4

I think the best way to explain my question is with a short (generic) linq-to-objects code sample:

IEnumerable<string> ReadLines(string filename)
{
    string line;
    using (var rdr = new StreamReader(filename))
        while ( (line = rdr.ReadLine()) != null)
           yield return line;
}

IEnumerable<int> XValuesFromFile(string filename)
{
    return ReadLines(filename)
               .Select(l => l.Substring(3,3))
               .Where(l => int.TryParse(l))
               .Select(i => int.Parse(i));
}

Notice that this code parses the integer twice. I know I'm missing an obvious simple way to eliminate one of those calls safely (namely because I've done it before). I just can't find it right now. How can I do this?

Furqan Safdar
  • 16,260
  • 13
  • 59
  • 93
Joel Coehoorn
  • 399,467
  • 113
  • 570
  • 794

3 Answers3

9

How about:

int?
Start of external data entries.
//! Managed properties: synthesized accessors with defaults, change detection,
//! re-entrancy guards, and pre/post write hooks.
//!
//! - [`ManagedProperty`]: the accessor pair over private backing storage.
//! - [`PropertyOptions`]: flags and hooks, built with chainable setters.
//! - [`descriptor`]: per-owner-type installation ledger for accessor-style
//!   declarations.

pub mod ledger;
pub mod managed;
pub mod options;

pub use ledger::{descriptor, installed_names, is_installed};
pub use managed::{Accessor, ManagedProperty};
pub use options::{Fallback, Hook, Initial, PropertyOptions};
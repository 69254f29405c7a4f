//! Provider: a ready instance or a factory producing one from [`UnitProps`].

use std::fmt;
use std::rc::Rc;

use super::unit::{LogicUnit, UnitProps, View};
use crate::event::EventBus;
use crate::model::Model;

/// Factory signature shared by every provider.
pub type Factory<T> = Rc<dyn Fn(UnitProps) -> Rc<T>>;

/// Either a ready instance (used as-is) or a factory.
pub enum Provider<T: ?Sized> {
    Instance(Rc<T>),
    Factory(Factory<T>),
}

impl<T: ?Sized> Provider<T> {
    /// Wrap a ready instance.
    pub fn instance(value: Rc<T>) -> Self {
        Self::Instance(value)
    }

    /// Wrap a factory closure.
    pub fn factory(f: impl Fn(UnitProps) -> Rc<T> + 'static) -> Self {
        Self::Factory(Rc::new(f))
    }

    /// Produce the instance. Factories receive a shallow copy of `props`.
    pub fn generate(&self, props: &UnitProps) -> Rc<T> {
        match self {
            Self::Instance(value) => Rc::clone(value),
            Self::Factory(f) => f(props.clone()),
        }
    }

    pub fn is_factory(&self) -> bool {
        matches!(self, Self::Factory(_))
    }
}

impl<T: ?Sized> Clone for Provider<T> {
    fn clone(&self) -> Self {
        match self {
            Self::Instance(value) => Self::Instance(Rc::clone(value)),
            Self::Factory(f) => Self::Factory(Rc::clone(f)),
        }
    }
}

impl<T: ?Sized> fmt::Debug for Provider<T> {
    fn fmt(&self, f: &mut fmt::Formatter<'_>) -> fmt::Result {
        match self {
            Self::Instance(_) => f.write_str("Provider::Instance"),
            Self::Factory(_) => f.write_str("Provider::Factory"),
        }
    }
}

impl Provider<dyn LogicUnit> {
    /// Factory for a concrete unit type.
    pub fn of<U: LogicUnit>(f: impl Fn(UnitProps) -> U + 'static) -> Self {
        Self::Factory(Rc::new(move |props| Rc::new(f(props)) as Rc<dyn LogicUnit>))
    }

    /// A ready concrete unit.
    pub fn ready<U: LogicUnit>(unit: U) -> Self {
        Self::Instance(Rc::new(unit))
    }
}

impl Provider<dyn View> {
    /// Factory for a concrete view type.
    pub fn of<V: View>(f: impl Fn(UnitProps) -> V + 'static) -> Self {
        Self::Factory(Rc::new(move |props| Rc::new(f(props)) as Rc<dyn View>))
    }

    /// A ready concrete view.
    pub fn ready<V: View>(view: V) -> Self {
        Self::Instance(Rc::new(view))
    }
}

impl From<Rc<Model>> for Provider<Model> {
    fn from(model: Rc<Model>) -> Self {
        Self::Instance(model)
    }
}

impl From<Rc<EventBus>> for Provider<EventBus> {
    fn from(bus: Rc<EventBus>) -> Self {
        Self::Instance(bus)
    }
}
TryParse(string s)
{
    int i;
    return int.TryParse(s, out i) ? (int?)i : (int?)null;
}
IEnumerable<int> XValuesFromFile(string filename)
{
    return from line in ReadLines(filename)
           let start = line.Substring(3,3)
           let parsed = TryParse(start)
           where parsed != null
           select parsed.GetValueOrDefault();
}

You could probably combine the second/third lines if you like:

    return from line in ReadLines(filename)
           let parsed = TryParse(line.Substring(3,3))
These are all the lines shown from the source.